The reality of being apart, however, is a lot different than they expected. As Toni, who identifies as genderqueer, falls in with a group of transgender upperclassmen and immediately finds a sense of belonging that has always been missing, Gretchen struggles to remember who she is outside their relationship.
While Toni worries that Gretchen, who is not trans, just won’t understand what is going on, Gretchen begins to wonder where she fits in Toni’s life. As distance and Toni’s shifting gender identity begins to wear on their relationship, the couple must decide—have they grown apart for good, or is love enough to keep them together?
I’ve never really read anything that looks at trans people, so I wasn’t sure what to expect when I picked up this book. I’m so glad I did though, because I couldn’t put it down!

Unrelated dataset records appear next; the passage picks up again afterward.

//! Resource serializers.
//!
//! A [`Serializer`] turns a resource object into its wire form and applies
//! a wire payload back onto it. The wire form is nested under the
//! serializer's identity:
//!
//! ```json
//! {"feature_layer": {"fields": [...]}}
//! ```
//!
//! Each [`SerializedProperty`] declares the permission needed to read it and
//! the permission needed to write it. Properties the caller may not read are
//! left out of [`Serializer::serialize`]; writing a property the caller may
//! not write fails the whole [`Serializer::deserialize`] before anything is
//! applied.

use async_trait::async_trait;
use serde_json::{Map, Value as JsonValue};

use nextgisweb_core::{Env, NgwError, NgwResult, Principal, ValidationError};

use crate::model::Resource;
use crate::scope::Permission;

/// An in-memory object backed by a [`Resource`] record.
pub trait ResourceObject: Send + Sync {
    /// Returns the base resource record.
    fn resource(&self) -> &Resource;
}

impl ResourceObject for Resource {
    fn resource(&self) -> &Resource {
        self
    }
}

/// A single serialized attribute of a resource object.
#[async_trait]
pub trait SerializedProperty<R: ResourceObject>: Send + Sync {
    /// Key of the property inside the serializer section.
    fn name(&self) -> &'static str;

    /// Permission needed to read; `None` makes the property write-only.
    fn read(&self) -> Option<Permission> {
        None
    }

    /// Permission needed to write; `None` makes the property read-only.
    fn write(&self) -> Option<Permission> {
        None
    }

    /// Produces the wire value.
    fn getter(&self, _obj: &R) -> NgwResult<JsonValue> {
        Ok(JsonValue::Null)
    }

    /// Applies a wire value.
    async fn setter(&self, _obj: &mut R, _value: &JsonValue, _env: &Env) -> NgwResult<()> {
        Err(read_only(self.name()))
    }
}

fn read_only(name: &str) -> NgwError {
    ValidationError::new(format!("Attribute '{name}' is read-only."), "invalid")
        .with_param("attr", name)
        .into()
}

/// An ordered set of properties under one identity.
pub struct Serializer<R: ResourceObject> {
    identity: &'static str,
    properties: Vec<Box<dyn SerializedProperty<R>>>,
}

impl<R: ResourceObject> Serializer<R> {
    /// Creates a serializer with no properties.
    pub fn new(identity: &'static str) -> Self {
        Self {
            identity,
            properties: Vec::new(),
        }
    }

    /// Appends a property.
    #[must_use]
    pub fn property(mut self, property: impl SerializedProperty<R> + 'static) -> Self {
        self.properties.push(Box::new(property));
        self
    }

    pub const fn identity(&self) -> &'static str {
        self.identity
    }

    /// Names of the properties in declaration order.
    pub fn property_names(&self) -> Vec<&'static str> {
        self.properties.iter().map(|p| p.name()).collect()
    }

    /// Serializes every property readable by `principals`.
    pub fn serialize(&self, obj: &R, principals: &[Principal]) -> NgwResult<JsonValue> {
        let resource = obj.resource();
        let mut section = Map::new();
        for property in &self.properties {
            let Some(permission) = property.read() else {
                continue;
            };
            if resource.has_permission(permission, principals) {
                section.insert(property.name().to_string(), property.getter(obj)?);
            }
        }

        let mut out = Map::new();
        out.insert(self.identity.to_string(), JsonValue::Object(section));
        Ok(JsonValue::Object(out))
    }

    /// Applies the properties present in `data[identity]`.
    ///
    /// A missing section is a no-op. Keys that name no property are ignored.
    pub async fn deserialize(
        &self,
        obj: &mut R,
        data: &JsonValue,
        principals: &[Principal],
        env: &Env,
    ) -> NgwResult<()> {
        let Some(section) = data.get(self.identity) else {
            return Ok(());
        };
        let section = section.as_object().ok_or_else(|| {
            NgwError::from(ValidationError::new(
                format!("Section '{}' must be an object.", self.identity),
                "invalid",
            ))
        })?;

        let present: Vec<_> = self
            .properties
            .iter()
            .filter(|p| section.contains_key(p.name()))
            .collect();

        let resource = obj.resource();
        for property in &present {
            let permission = property.write().ok_or_else(|| read_only(property.name()))?;
            if !resource.has_permission(permission, principals) {
                return Err(NgwError::PermissionDenied(format!(
                    "Permission '{permission}' is required to write '{}.{}'",
                    self.identity,
                    property.name()
                )));
            }
        }

        for property in present {
            if let Some(value) = section.get(property.name()) {
                property.setter(obj, value, env).await?;
            }
        }
        tracing::debug!(identity = self.identity, "Deserialized resource data");
        Ok(())
    }
}

impl<R: ResourceObject> std::fmt::Debug for Serializer<R> {
    fn fmt(&self, f: &mut std::fmt::Formatter<'_>) -> std::fmt::Result {
        f.debug_struct("Serializer")
            .field("identity", &self.identity)
            .field("properties", &self.property_names())
            .finish()
    }
}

A very important note before we start though; I’m going to refer to Toni as she, because Toni was constantly changing what she wanted to be called. Instead of swapping depending on what point in the book I’m talking about, I’m just going to stick with she for now.

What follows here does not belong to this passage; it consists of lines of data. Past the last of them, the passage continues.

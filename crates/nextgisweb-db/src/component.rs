//! Database component and table metadata registry.
//!
//! [`DbComponent`] opens the SQLite database named in the settings and
//! provides the [`SqliteBackend`] and a shared [`Metadata`] to the [`Env`].
//! Components that own tables add their [`ModelMeta`] to the metadata
//! during initialization; `initialize_db` then creates every table in the
//! order they were added.

use std::sync::{Arc, RwLock};

use nextgisweb_core::{Component, Env, NgwError, NgwResult};

use crate::model::ModelMeta;
use crate::sqlite::SqliteBackend;

/// Ordered collection of table definitions.
#[derive(Debug, Default)]
pub struct Metadata {
    tables: RwLock<Vec<&'static ModelMeta>>,
}

impl Metadata {
    /// Creates empty metadata.
    pub fn new() -> Self {
        Self::default()
    }

    /// Adds a table. Adding the same table twice is a no-op.
    pub fn add(&self, meta: &'static ModelMeta) -> NgwResult<()> {
        let mut tables = self.tables.write().map_err(poisoned)?;
        if !tables.iter().any(|t| t.table == meta.table) {
            tables.push(meta);
        }
        Ok(())
    }

    /// Returns the table names in the order they were added.
    pub fn table_names(&self) -> NgwResult<Vec<&'static str>> {
        Ok(self
            .tables
            .read()
            .map_err(poisoned)?
            .iter()
            .map(|t| t.table)
            .collect())
    }

    /// Creates all tables that do not exist yet.
    pub async fn create_all(&self, db: &SqliteBackend) -> NgwResult<()> {
        let tables = self.tables.read().map_err(poisoned)?.clone();
        db.create_tables(&tables).await
    }
}

fn poisoned<T>(_: T) -> NgwError {
    NgwError::InternalServerError("Metadata lock poisoned".to_string())
}

/// The database component (`core`).
#[derive(Debug, Default)]
pub struct DbComponent;

impl Component for DbComponent {
    fn identity(&self) -> &'static str {
        "core"
    }

    fn version(&self) -> &'static str {
        env!("CARGO_PKG_VERSION")
    }

    fn initialize(&self, env: &mut Env) -> NgwResult<()> {
        let path = env.settings().database.path.clone();
        let backend = SqliteBackend::open(path)?;
        env.provide(Arc::new(backend));
        env.provide(Arc::new(Metadata::new()));
        Ok(())
    }
}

We were presented with the perfect relationship between a girl, Gretchen, and her very confused partner, Toni. I was instantly in love with their relationship. These two adore each other, and despite it being an awful insta-love thing, you could tell they were really properly in love. However, as the book goes on, you can really see how un-perfect their relationship is. Gretchen in particular, in my opinion, has the potential to be a lot happier than she is with Toni. It was all the flaws of the relationship that made me really love it, because you could see them start to learn what was wrong. It was realistic, and honest. And the reader was put into the relationship with them, so while they were discovering everything, we were right there with them. It’s also so important that this was a major part of the story, so Toni’s discovery of who she wanted to be wasn’t all that was talked about.

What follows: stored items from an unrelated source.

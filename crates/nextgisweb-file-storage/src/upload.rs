//! Temporary file uploads.
//!
//! An upload is stored as a data file plus a JSON metadata file next to it:
//! `{path}/{id[0:2]}/{id[2:4]}/{id}` and `{id}.meta`. The id is a UUID in
//! simple hex form and is what clients pass back to attach the upload to a
//! resource.

use std::path::{Path, PathBuf};

use serde::{Deserialize, Serialize};

use nextgisweb_core::{NgwError, NgwResult};

use crate::storage::fan_out;

/// Metadata stored alongside an upload.
#[derive(Debug, Clone, PartialEq, Eq, Serialize, Deserialize)]
pub struct UploadMeta {
    pub id: String,
    pub size: u64,
    #[serde(default, skip_serializing_if = "Option::is_none")]
    pub mime_type: Option<String>,
    #[serde(default, skip_serializing_if = "Option::is_none")]
    pub name: Option<String>,
}

/// Root of the temporary upload area.
#[derive(Debug, Clone)]
pub struct FileUpload {
    path: PathBuf,
}

impl FileUpload {
    pub fn new(path: impl Into<PathBuf>) -> Self {
        Self { path: path.into() }
    }

    pub fn path(&self) -> &Path {
        &self.path
    }

    fn paths(&self, id: &str) -> NgwResult<(PathBuf, PathBuf)> {
        let (level1, level2) = fan_out(id)?;
        let dir = self.path.join(level1).join(level2);
        Ok((dir.join(id), dir.join(format!("{id}.meta"))))
    }

    /// Stores `data` as a new upload.
    pub async fn store(
        &self,
        data: &[u8],
        mime_type: Option<String>,
        name: Option<String>,
    ) -> NgwResult<UploadMeta> {
        let id = uuid::Uuid::new_v4().simple().to_string();
        let (data_path, meta_path) = self.paths(&id)?;
        if let Some(dir) = data_path.parent() {
            tokio::fs::create_dir_all(dir).await?;
        }

        let meta = UploadMeta {
            id,
            size: data.len() as u64,
            mime_type,
            name,
        };
        tokio::fs::write(&data_path, data).await?;
        let encoded = serde_json::to_vec(&meta)
            .map_err(|e| NgwError::SerializationError(e.to_string()))?;
        tokio::fs::write(&meta_path, encoded).await?;

        tracing::debug!(id = %meta.id, size = meta.size, "Stored upload");
        Ok(meta)
    }

    /// Resolves an upload id to its data file and metadata.
    ///
    /// A malformed id is a validation error; an unknown one is not found.
    pub async fn get_filename(&self, id: &str) -> NgwResult<(PathBuf, UploadMeta)> {
        let (data_path, meta_path) = self.paths(id)?;
        let raw = match tokio::fs::read(&meta_path).await {
            Ok(raw) => raw,
            Err(e) if e.kind() == std::io::ErrorKind::NotFound => {
                return Err(NgwError::NotFound(format!("Upload '{id}' not found")));
            }
            Err(e) => return Err(e.into()),
        };
        let meta: UploadMeta = serde_json::from_slice(&raw)
            .map_err(|e| NgwError::SerializationError(format!("Corrupt upload metadata: {e}")))?;
        if !tokio::fs::try_exists(&data_path).await? {
            return Err(NgwError::NotFound(format!("Upload '{id}' not found")));
        }
        Ok((data_path, meta))
    }
}

#[cfg(test)]
mod tests {
    use super::*;

    #[tokio::test]
    async fn test_store_and_get() {
        let dir = tempfile::tempdir().unwrap();
        let upload = FileUpload::new(dir.path());
        let meta = upload
            .store(b"<qml/>", Some("text/xml".into()), Some("roads.qml".into()))
            .await
            .unwrap();
        assert_eq!(meta.size, 6);

        let (path, loaded) = upload.get_filename(&meta.id).await.unwrap();
        assert_eq!(loaded, meta);
        assert_eq!(std::fs::read(&path).unwrap(), b"<qml/>");
        assert!(path.starts_with(dir.path().join(&meta.id[0..2]).join(&meta.id[2..4])));
    }

    #[tokio::test]
    async fn test_unknown_id_is_not_found() {
        let dir = tempfile::tempdir().unwrap();
        let upload = FileUpload::new(dir.path());
        let result = upload
            .get_filename("0123456789abcdef0123456789abcdef")
            .await;
        assert!(matches!(result, Err(NgwError::NotFound(_))));
    }

    #[tokio::test]
    async fn test_malformed_id_is_validation_error() {
        let dir = tempfile::tempdir().unwrap();
        let upload = FileUpload::new(dir.path());
        let result = upload.get_filename("../secret").await;
        assert!(matches!(result, Err(NgwError::ValidationError(_))));
    }
}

The bit that really got me thinking, though, was Toni’s gender identity. Toni has no idea who she is, or who she wants to be. Is she just a lesbian? Gender non conforming? A boy? A girl? Toni has no idea, and it’s only when she gets to university that she starts to meet people that could help her out. I’m terribly uneducated with this sort of thing, like Gretchen. I understand trans (a bit), but gender non conforming? What is that? I’ve seen a few reviews saying that it was badly misrepresented in this book, but as I know nothing, I can’t say whether that’s right or wrong. That’s why it was so good to have a character like Gretchen, who had no idea what any of that stuff meant either, so the reader doesn’t feel like they’re being thrown into the deep end with all this new terminology. Even with stuff we didn’t quite understand, it was still really cool to see Toni go through everything, and how other people responded to that. Toni became close with a genderqueer (am I using that word right?) group, who had almost all gone through a change from man to woman, or vice versa. It was so good for Toni to have someone to explain how it all worked to her.
My only problem was I didn’t like how Toni reacted to some of the changes she was going through. She didn’t explain anything to Gretchen, but expected her to understand and accept everything without too many questions. She went through a phase of thinking no one should be called by gender-words, like he and she, so never used them. And don’t get me wrong, if Toni wants to be called Toni instead of he or she, that’s fine. But someone like Eli, who has been brave as heck and changed from identifying as a girl to a boy? Don’t you think that deserves some sort of recognition? Or even just Gretchen, who has always been a girl, and is perfectly happy with that. There’s nothing wrong with calling her a girl, right? She did get a bit of telling off from some of her friends, but I felt like she could have changed a lot more character-wise than she did.
Overall, I’m pretty happy with this book. And I’m excited to see the rest of what Robin Talley has written!